Интересно мнение еще одного критика, Аполлона Григорьева, продолжателя дела Белинского (хотя и спорил с ним) пиал: «Роман не есть обследование уголовно-политического процесса» и поэтому писатель имеет право на свое представление аудитории исторических лиц и тогда все исторические нарушения допустимы».

 

Но абсолютного решения этого методологического вопроса нет, тем более в романтизме.

Несчастье и счастье романа Лажечникова в том, что он уходит от абсолютной правдоподобности.

 

Еще одна особенность романтического мышления – мышление в системе контрастов и оппозиций: добро – зло, белое – черное, герой добродетельный – герой-злодей (Волынский, абсолютный носитель светлого начала и Бирон, который рисуется исключительно черными красками). [9]

 

И обязательно – страстная любовная линия. В этом романе как раз можно найти все эти страсти.

 

Роман этот был популярен и сохраняет популярность сегодня. Был переведен через несколько лет после своего выхода Александром Дюма и был издан во Франции, таким образом создавал имя русской литературе на мировой цене.

 

* * *

Мы можем совершенно четко сказать, что проза в 30е годы занимает особое место по уровню своей распространенности среди разнообразной аудитории и значима в эстетическом плане, хотя и несравнима с романами классиков мирового масштаба – Толстой, Тургенев, Достоевский.

 

«Проза начинает жить в России» - говорит Чернышевский. Но позднее он кажет, что 20-е годы – это стремление к созданию прозы в России, а 30-е годы – начало ее создания.

 

И все-таки эпоха 30-х годов – как минимум эпоха равновесия между прозой и поэзией, если даже не сказать, что это все же излет поэтической мысли в России.

 

Поэзия 30-х годов

Поэтический мир второй половины 20-х - 30-х годов определяется именами Пушкина и Лермонтова. Вместе тем, надо иметь в виду, что в 30-е годы появился не только Лермонтов, но и другие звезды русской поэзии. Мы дадим обобщающую характеристику нескольких поэтов. Это, с моей точки зрения, Александр Иванович Одоевский (его фигура очень характерна), Александр Иванович Полежаев, Владимир Григорьевич Бенедиктов и Алексей Васильевич Кольцов. Конечно, мир поэзии 30-х годов не исчерпывается этими именами, но это наиболее типичные фигуры.

 

Все они - поэты романтики, и взлет романтического движения очень явственен в 30-е годы как противостояние прозаизации литературы и жизни в целом.

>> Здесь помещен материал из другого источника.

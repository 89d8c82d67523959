//! Linkwalk: a concurrent, deduplicating web crawler
//!
//! Starting from a seed URL, linkwalk fetches each page, extracts its anchor
//! links and dispatches a fetch for every link it has not seen before. A
//! single coordinator owns the visited ledger, so every distinct URL is
//! fetched at most once per run no matter how many pages reference it.

pub mod config;
pub mod crawler;
pub mod output;
pub mod state;
pub mod url;

use thiserror::Error;

/// Main error type for linkwalk operations
#[derive(Debug, Error)]
pub enum CrawlError {
    #[error("HTTP error for {url}: {source}")]
    Http { url: String, source: reqwest::Error },

    #[error("HTTP client error: {0}")]
    Reqwest(#[from] reqwest::Error),

    #[error("URL error: {0}")]
    UrlError(#[from] UrlError),

    #[error("Content callback failed for {url}: {source}")]
    Callback { url: String, source: CallbackError },

    #[error("Invalid task transition: {from:?} -> {to:?}")]
    InvalidTransition {
        from: state::TaskState,
        to: state::TaskState,
    },

    #[error("Coordinator mailbox is closed")]
    MailboxClosed,
}

/// Configuration-specific errors
#[derive(Debug, Error)]
pub enum ConfigError {
    #[error("Failed to read config file: {0}")]
    Io(#[from] std::io::Error),

    #[error("Failed to parse TOML: {0}")]
    Parse(#[from] toml::de::Error),

    #[error("Validation error: {0}")]
    Validation(String),
}

/// URL-specific errors
#[derive(Debug, Error)]
pub enum UrlError {
    #[error("Failed to parse URL '{input}': {source}")]
    Parse {
        input: String,
        source: ::url::ParseError,
    },

    #[error("Failed to resolve '{href}' against {base}: {source}")]
    Resolve {
        href: String,
        base: String,
        source: ::url::ParseError,
    },

    #[error("Unsupported URL scheme: {0}")]
    UnsupportedScheme(String),
}

/// Errors raised by a content callback
#[derive(Debug, Error)]
pub enum CallbackError {
    #[error("IO error: {0}")]
    Io(#[from] std::io::Error),

    #[error("{0}")]
    Rejected(String),
}

/// Result type alias for linkwalk operations
pub type Result<T> = std::result::Result<T, CrawlError>;

/// Result type alias for configuration operations
pub type ConfigResult<T> = std::result::Result<T, ConfigError>;

/// Result type alias for URL operations
pub type UrlResult<T> = std::result::Result<T, UrlError>;

// Re-export commonly used types
pub use config::Config;
pub use crawler::{crawl, crawl_with, ContentCallback, Coordinator, CoordinatorHandle, LinkBatch};
pub use output::{CrawlReport, StopReason};
pub use state::{TaskState, VisitedSet};
pub use crate::url::{parse_seed, resolve_href};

Прозаизация поглощает общество того времени, но возникает и сопротивление, вызванное увлечение миром романтизма, который всегда есть движение к бесконечному идеалу. Это одна из принципиальных черт поэтики романтизма.

 

«Романтизм в сущности и есть этот сильный идеалистический порыв к бесконечному, который в разные эпохи сменяет традиции, различные до крайности – материализм, скептицизм, холодная рассудочность или духовное безразличие. Которое не делает ничего, чтобы подняться выше обычных вещей окружающего его мира» - такое философское определение романтизма дал один из наиболее значимых российских литературоведов конца 19 – начала 20 века академик Овсянников-Куликовский.[10]

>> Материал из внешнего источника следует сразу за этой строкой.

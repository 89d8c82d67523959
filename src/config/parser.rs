use crate::config::types::Config;
use crate::config::validation::validate;
use crate::ConfigError;
use sha2::{Digest, Sha256};
use std::path::Path;

/// Loads and parses a configuration file from the given path
///
/// # Arguments
///
/// * `path` - Path to the TOML configuration file
///
/// # Returns
///
/// * `Ok(Config)` - Successfully loaded and validated configuration
/// * `Err(ConfigError)` - Failed to load, parse, or validate the configuration
///
/// # Example
///
/// ```no_run
/// use std::path::Path;
/// use linkwalk::config::load_config;
///
/// let config = load_config(Path::new("linkwalk.toml")).unwrap();
/// println!("Request timeout: {}ms", config.http.request_timeout_ms);
/// ```
pub fn load_config(path: &Path) -> Result<Config, ConfigError> {
    let content = std::fs::read_to_string(path)?;
    parse_config(&content)
}

/// Parses and validates configuration from a TOML string
pub fn parse_config(content: &str) -> Result<Config, ConfigError> {
    let config: Config = toml::from_str(content)?;
    validate(&config)?;
    Ok(config)
}

/// Computes a SHA-256 hash of the configuration file content
///
/// The binary logs this fingerprint so runs can be matched to the exact
/// configuration they used.
///
/// # Returns
///
/// * `Ok(String)` - Hex-encoded SHA-256 hash of the file content
/// * `Err(ConfigError)` - Failed to read the file
pub fn compute_config_hash(path: &Path) -> Result<String, ConfigError> {
    let content = std::fs::read_to_string(path)?;
    let mut hasher = Sha256::new();
    hasher.update(content.as_bytes());
    let result = hasher.finalize();
    Ok(hex::encode(result))
}

/// Loads a configuration and returns both the config and its hash
pub fn load_config_with_hash(path: &Path) -> Result<(Config, String), ConfigError> {
    let config = load_config(path)?;
    let hash = compute_config_hash(path)?;
    Ok((config, hash))
}
use serde::Deserialize;
use std::time::Duration;

/// Main configuration structure for linkwalk
///
/// Every section is optional; an empty file (or no file at all) yields
/// `Config::default()`.
#[derive(Debug, Clone, Default, Deserialize)]
#[serde(default)]
pub struct Config {
    pub http: HttpConfig,
    pub crawl: CrawlConfig,
    pub output: OutputConfig,
}

/// HTTP client configuration
#[derive(Debug, Clone, Deserialize)]
#[serde(default)]
pub struct HttpConfig {
    /// User-Agent header sent with every request
    #[serde(rename = "user-agent")]
    pub user_agent: String,

    /// Whole-request timeout (milliseconds)
    #[serde(rename = "request-timeout-ms")]
    pub request_timeout_ms: u64,

    /// TCP/TLS connect timeout (milliseconds)
    #[serde(rename = "connect-timeout-ms")]
    pub connect_timeout_ms: u64,

    /// Accept gzip-encoded responses
    pub gzip: bool,

    /// Accept brotli-encoded responses
    pub brotli: bool,
}

impl Default for HttpConfig {
    fn default() -> Self {
        Self {
            user_agent: format!("linkwalk/{}", env!("CARGO_PKG_VERSION")),
            request_timeout_ms: 30_000,
            connect_timeout_ms: 10_000,
            gzip: true,
            brotli: true,
        }
    }
}

impl HttpConfig {
    pub fn request_timeout(&self) -> Duration {
        Duration::from_millis(self.request_timeout_ms)
    }

    pub fn connect_timeout(&self) -> Duration {
        Duration::from_millis(self.connect_timeout_ms)
    }
}

/// Crawl run configuration
#[derive(Debug, Clone, Default, Deserialize)]
#[serde(default)]
pub struct CrawlConfig {
    /// Stop the run after this many seconds even if fetches are outstanding.
    /// Absent means the run ends only at quiescence or on shutdown.
    #[serde(rename = "deadline-secs")]
    pub deadline_secs: Option<u64>,
}

impl CrawlConfig {
    pub fn deadline(&self) -> Option<Duration> {
        self.deadline_secs.map(Duration::from_secs)
    }
}

/// Output configuration
#[derive(Debug, Clone, Default, Deserialize)]
#[serde(default)]
pub struct OutputConfig {
    /// What to do with each fetched page body
    pub mode: OutputMode,
}

/// Built-in content callbacks selectable from the config file
#[derive(Debug, Clone, Copy, Default, PartialEq, Eq, Deserialize)]
#[serde(rename_all = "kebab-case")]
pub enum OutputMode {
    /// Print every body between separator lines
    #[default]
    Body,

    /// Print one `url<TAB>bytes` line per page
    Summary,

    /// Read and drop the body
    Discard,
}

Идеальный порыв к бесконечному, некому табу, которое нельзя определить знанием о конечных, материальных вещах этого мира, это движение не так однородно. Движение от пошлой действительности к идеалу в 30-е годы делится на 2 части:

- Первая – высокая поэзия(романтизм гражданский или элегический), это истинное искание новых поэтических образов и истин.

- Вторая – массовая романтическая поэзия. Именно она больше всего угнетала Пушкина, который писал «Поэт, ты царь, живи один», пренебрегай мнением толпы, которая как будто интересуется поэзией, но на самом деле чужда высокой поэтической мысли.